In my opinion the New York City peaker problem is the result of New York’s de-regulated market place.  I am absolutely sure that in a regulated environment the responsible utility would have made a case to the Department of Public Service that replacement with more efficient generation was needed and after it was approved the utility would have been guaranteed a reasonable return on their investment.  However, in the de-regulated market there wasn’t a strong enough signal to replace the old units.  Before I retired in 2010, I worked on two separate permit applications for new efficient and cleaner replacement power for one set of the old combustion turbines.  In both instances the permits were approved but the replacements were never built, apparently because the company decided that the business case was not strong enough to warrant the investment.

The PEAK Coalition apparently believes that there are problems with payments for the existing generators.  I have neither the background or time to evaluate those claims in detail so I cannot comment on them.  The fact that there has been a lot of turnover in ownership for New York’s peaking units suggests that no one is making great profits under the existing system.  Moreover, it should be kept in mind that in the de-regulated market, generation owners have no obligation to serve.  If they cannot make money they will just shut down.

Clean Energy Alternatives

This report proposes replacing peaker plants with “renewable and clean energy alternatives”.  It states:

However, solar and wind power alone cannot replace peaker plants, because the power they produce cannot be dispatched on command, and they have limitations on when they generate energy (e.g., solar photovoltaic (PV) systems can only generate optimal energy amounts on sunny days). For this reason, wind and solar energy systems are known as variable renewable energy sources. Combining battery storage technologies with renewables can address this limitation. Replacing peaker plants with batteries has now become a viable and profitable solution, due to the rapidly declining cost of energy storage systems.  Ideally, the batteries replacing peaker plants would be charged with local, renewable energy resources.

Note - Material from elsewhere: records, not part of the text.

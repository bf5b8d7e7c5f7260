//! Vendor dispatch: one tagged variant per silicon vendor carrying its
//! command-template table, tool kind, output markers and table parser.
//!
//! The templates are the wire contract with the external tools. A change in a
//! vendor tool's CLI syntax is an edit here, never in the orchestrator.
//!
//! Placeholders:
//! - `{partition}`: partition name as the vendor spells it
//! - `{image}`: image file path
//! - `{loader}`: loader/programmer path (token dropped when no loader is known)
//! - `{resume}`: expands to `--resume` for every invocation after the first in
//!   a session (token dropped otherwise)

use serde::{Deserialize, Serialize};
use std::fmt;
use std::path::Path;
use std::str::FromStr;

use crate::models::{PartitionEntry, ToolKind};
use crate::partition;

/// Fixed argument templates for one vendor tool.
#[derive(Debug, Clone, Copy, PartialEq, Eq)]
pub struct CommandTemplates {
    pub flash: &'static [&'static str],
    pub print_table: &'static [&'static str],
    pub reboot: &'static [&'static str],
}

/// Operations the orchestrator asks a vendor tool to perform.
#[derive(Debug, Clone, Copy, PartialEq, Eq)]
pub enum Operation {
    Flash,
    PrintTable,
    Reboot,
}

const SAMSUNG_TEMPLATES: CommandTemplates = CommandTemplates {
    flash: &["flash", "--{partition}", "{image}", "--no-reboot", "{resume}"],
    print_table: &["print-pit", "--no-reboot", "{resume}"],
    reboot: &["print-pit", "--resume"],
};

const QUALCOMM_TEMPLATES: CommandTemplates = CommandTemplates {
    flash: &["w", "{partition}", "{image}", "--loader={loader}"],
    print_table: &["printgpt", "--loader={loader}"],
    reboot: &["reset", "--loader={loader}"],
};

const MEDIATEK_TEMPLATES: CommandTemplates = CommandTemplates {
    flash: &["w", "{partition}", "{image}"],
    print_table: &["printgpt"],
    reboot: &["reset"],
};

const SUCCESS_MARKERS: &[&str] = &["OKAY", "Done", "successful", "Wrote"];
const FAILURE_MARKERS: &[&str] = &["failed", "error"];

/// Silicon vendor of the target device.
#[derive(Debug, Clone, Copy, PartialEq, Eq, Hash, Serialize, Deserialize)]
pub enum Vendor {
    Samsung,
    Qualcomm,
    MediaTek,
}

impl Vendor {
    pub const ALL: [Vendor; 3] = [Vendor::Samsung, Vendor::Qualcomm, Vendor::MediaTek];

    pub fn as_str(&self) -> &'static str {
        match self {
            Vendor::Samsung => "Samsung",
            Vendor::Qualcomm => "Qualcomm",
            Vendor::MediaTek => "MediaTek",
        }
    }

    pub fn templates(&self) -> &'static CommandTemplates {
        match self {
            Vendor::Samsung => &SAMSUNG_TEMPLATES,
            Vendor::Qualcomm => &QUALCOMM_TEMPLATES,
            Vendor::MediaTek => &MEDIATEK_TEMPLATES,
        }
    }

    pub fn tool_kind(&self) -> ToolKind {
        match self {
            Vendor::Samsung => ToolKind::Heimdall,
            Vendor::Qualcomm => ToolKind::Edl,
            Vendor::MediaTek => ToolKind::MtkClient,
        }
    }

    /// Whether the partition table is read from the device (rather than from the package).
    pub fn reads_table_from_device(&self) -> bool {
        matches!(self, Vendor::Samsung | Vendor::Qualcomm)
    }

    pub fn success_markers(&self) -> &'static [&'static str] {
        SUCCESS_MARKERS
    }

    pub fn failure_markers(&self) -> &'static [&'static str] {
        FAILURE_MARKERS
    }

    /// Parse this vendor's partition table encoding.
    pub fn parse_table(&self, raw: &str) -> Vec<PartitionEntry> {
        match self {
            Vendor::Samsung => partition::pit::parse(raw),
            Vendor::Qualcomm => partition::gpt::parse(raw),
            Vendor::MediaTek => partition::scatter::parse(raw),
        }
    }

    /// Build the argument vector for an operation.
    pub fn arguments(&self, operation: Operation, vars: &TemplateVars<'_>) -> Vec<String> {
        let templates = self.templates();
        let template = match operation {
            Operation::Flash => templates.flash,
            Operation::PrintTable => templates.print_table,
            Operation::Reboot => templates.reboot,
        };
        render(template, vars)
    }
}

impl fmt::Display for Vendor {
    fn fmt(&self, f: &mut fmt::Formatter<'_>) -> fmt::Result {
        f.write_str(self.as_str())
    }
}

impl FromStr for Vendor {
    type Err = String;

    fn from_str(s: &str) -> Result<Self, Self::Err> {
        match s.to_lowercase().as_str() {
            "samsung" | "sec" => Ok(Vendor::Samsung),
            "qualcomm" | "qcom" | "qc" => Ok(Vendor::Qualcomm),
            "mediatek" | "mtk" => Ok(Vendor::MediaTek),
            other => Err(format!("unknown vendor: {}", other)),
        }
    }
}

/// Values substituted into a command template.
#[derive(Debug, Clone, Copy, Default)]
pub struct TemplateVars<'a> {
    pub partition: Option<&'a str>,
    pub image: Option<&'a Path>,
    pub loader: Option<&'a Path>,
    pub resume: bool,
}

fn placeholder_value(name: &str, vars: &TemplateVars<'_>) -> Option<String> {
    match name {
        "partition" => vars.partition.map(str::to_string),
        "image" => vars.image.map(|p| p.to_string_lossy().to_string()),
        "loader" => vars.loader.map(|p| p.to_string_lossy().to_string()),
        "resume" => vars.resume.then(|| "--resume".to_string()),
        _ => None,
    }
}

/// Render a template. A token whose placeholder has no value is dropped.
pub fn render(template: &[&str], vars: &TemplateVars<'_>) -> Vec<String> {
    let mut args = Vec::with_capacity(template.len());
    'tokens: for token in template {
        let mut rendered = String::with_capacity(token.len());
        let mut rest: &str = token;
        while let Some(open) = rest.find('{') {
            let Some(close) = rest[open..].find('}') else {
                break;
            };
            let name = &rest[open + 1..open + close];
            match placeholder_value(name, vars) {
                Some(value) => {
                    rendered.push_str(&rest[..open]);
                    rendered.push_str(&value);
                }
                None => continue 'tokens,
            }
            rest = &rest[open + close + 1..];
        }
        rendered.push_str(rest);
        args.push(rendered);
    }
    args
}

/// Verdict of a tool invocation judged from its output text.
#[derive(Debug, Clone, PartialEq, Eq)]
pub enum OutputVerdict {
    Success,
    Failure(String),
}

/// Classify tool output. Exit codes from these tools are unreliable, so any
/// failure marker wins, then any success marker, then the exit code.
pub fn classify_output(vendor: Vendor, text: &str, exit_code: Option<i32>) -> OutputVerdict {
    let lower = text.to_lowercase();
    for marker in vendor.failure_markers() {
        if lower.contains(&marker.to_lowercase()) {
            let line = text
                .lines()
                .find(|l| l.to_lowercase().contains(&marker.to_lowercase()))
                .unwrap_or(marker)
                .trim()
                .to_string();
            return OutputVerdict::Failure(line);
        }
    }
    if vendor.success_markers().iter().any(|m| text.contains(m)) {
        return OutputVerdict::Success;
    }
    match exit_code {
        Some(0) => OutputVerdict::Success,
        Some(code) => OutputVerdict::Failure(format!("exit code {}", code)),
        None => OutputVerdict::Failure("terminated without exit code".to_string()),
    }
}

The motivation for the PSE peaker project that provides the technical basis of this report appears to support the use of batteries as a clean energy alternative to fossil-fired power plants.  By motivation I mean the likely source of funding for their analysis.  As a result, it is no surprise that batteries are touted as the solution.  Unfortunately, the PEAK coalition report fails to temper the enthusiasm of the battery “solution”.  Statements such as “Experts have found—and real-world examples have proven—that battery storage and renewable generation may be less expensive to develop and manage than the rarely used but heavily polluting fossil fuel power plants, while also meeting or exceeding the same performance standards” are suspect at best.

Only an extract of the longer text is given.